二本の足が癒着し、やがて一つになると、蛇の尻尾のような下半身に変化へんげした。


その蛇のような下半身の上に載っているのは、九つの乳房がついた四本腕の若い女性の上半身だ。

廃村ガルツヴァの教会堂の地下にあったあの姿が、まさに目の前に顕現けんげんしたのだった。


ルオネラの巨体は六神とデミューゴスを見下ろすくらいに大きくなり、その身に宿る≪神力≫も、クロードを除いた他を圧倒する強大さだった。


『なんということだ。我らは返答如何へんとういかんによっては、このクロードに全てを委ねても良いとは思っていたが、これは何か違う。デミューゴスの行動の真意がわからぬ上に、奴の企みに利用されるのは我らの本意ではない』


火神アハタルは巨大な火球となり、上空を覆う結界を突き破ろうとするが跳ね返されてしまう。


「無駄だと言っただろう。ここでお前たちは滅ぶのだよ」


『ふざけるな!例え、この場で滅びようともせめてお前の思い通りになどさせぬ。俺はこの身が朽ちるまで戦い、抗うぞ!』


戦神バランの言葉に、他の六神たちも一斉に動き出す。

風神セランは、一陣の風となって姿を消し、大地神ドゥハークは地に潜った。


獣神ヴォルンガは大気を震わす吠え声を発し、二神の特徴を有した異形の姿に変じたデミューゴスに組み付いた。

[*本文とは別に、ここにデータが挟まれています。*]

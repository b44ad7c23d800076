//! Game outcomes and the lines that decide them.

use super::types::Mark;
use serde::{Deserialize, Serialize};

/// Three cell indices forming a row, column or diagonal.
#[derive(Debug, Clone, Copy, PartialEq, Eq, Hash, Serialize, Deserialize)]
pub struct WinningLine([usize; 3]);

impl WinningLine {
    /// All eight lines in canonical order: rows, columns, diagonals.
    pub const ALL: [WinningLine; 8] = [
        // Rows
        WinningLine([0, 1, 2]),
        WinningLine([3, 4, 5]),
        WinningLine([6, 7, 8]),
        // Columns
        WinningLine([0, 3, 6]),
        WinningLine([1, 4, 7]),
        WinningLine([2, 5, 8]),
        // Diagonals
        WinningLine([0, 4, 8]),
        WinningLine([2, 4, 6]),
    ];

    /// Indices covered by this line.
    pub fn cells(&self) -> [usize; 3] {
        self.0
    }

    /// Whether `index` lies on this line.
    pub fn contains(&self, index: usize) -> bool {
        self.0.contains(&index)
    }
}

impl std::fmt::Display for WinningLine {
    fn fmt(&self, f: &mut std::fmt::Formatter<'_>) -> std::fmt::Result {
        let [a, b, c] = self.0;
        write!(f, "[{a}, {b}, {c}]")
    }
}

/// Result of evaluating a board.
#[derive(Debug, Clone, Copy, PartialEq, Eq, Hash, Serialize, Deserialize)]
pub enum GameOutcome {
    /// The player completed a line.
    PlayerWin(WinningLine),
    /// The computer completed a line.
    ComputerWin(WinningLine),
    /// Board full, no line completed.
    Draw,
    /// Moves remain and nobody has won.
    InProgress,
}

impl GameOutcome {
    /// Outcome for `mark` having completed `line`.
    pub fn win_for(mark: Mark, line: WinningLine) -> Self {
        match mark {
            Mark::Player => GameOutcome::PlayerWin(line),
            Mark::Computer => GameOutcome::ComputerWin(line),
        }
    }

    /// True for every outcome except [`GameOutcome::InProgress`].
    pub fn is_terminal(&self) -> bool {
        !matches!(self, GameOutcome::InProgress)
    }

    /// The winning mark, if any.
    pub fn winner(&self) -> Option<Mark> {
        match self {
            GameOutcome::PlayerWin(_) => Some(Mark::Player),
            GameOutcome::ComputerWin(_) => Some(Mark::Computer),
            GameOutcome::Draw | GameOutcome::InProgress => None,
        }
    }

    /// The completed line, if any.
    pub fn winning_line(&self) -> Option<WinningLine> {
        match self {
            GameOutcome::PlayerWin(line) | GameOutcome::ComputerWin(line) => Some(*line),
            GameOutcome::Draw | GameOutcome::InProgress => None,
        }
    }
}

impl std::fmt::Display for GameOutcome {
    fn fmt(&self, f: &mut std::fmt::Formatter<'_>) -> std::fmt::Result {
        match self {
            GameOutcome::PlayerWin(line) => write!(f, "Player wins on {line}"),
            GameOutcome::ComputerWin(line) => write!(f, "Computer wins on {line}"),
            GameOutcome::Draw => write!(f, "Draw"),
            GameOutcome::InProgress => write!(f, "In progress"),
        }
    }
}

巨体同士がぶつかり合う衝撃と迫力がここまで伝わってくる。


≪神域≫内は、殺伐とした空気になり、そしてあたかも神話の一場面のような神々の相争う姿に、クロードは息をするのも忘れて思わず見入ってしまった。


大地が鳴動し、火は吹き上がり、嵐が巻き起こる。

水は再び大地を覆い、獣は吠え、万の武器を体現したような姿の神はその中の一振りをその身から選び、青龍刀のような長柄の得物を持つ猛き武人の姿になった。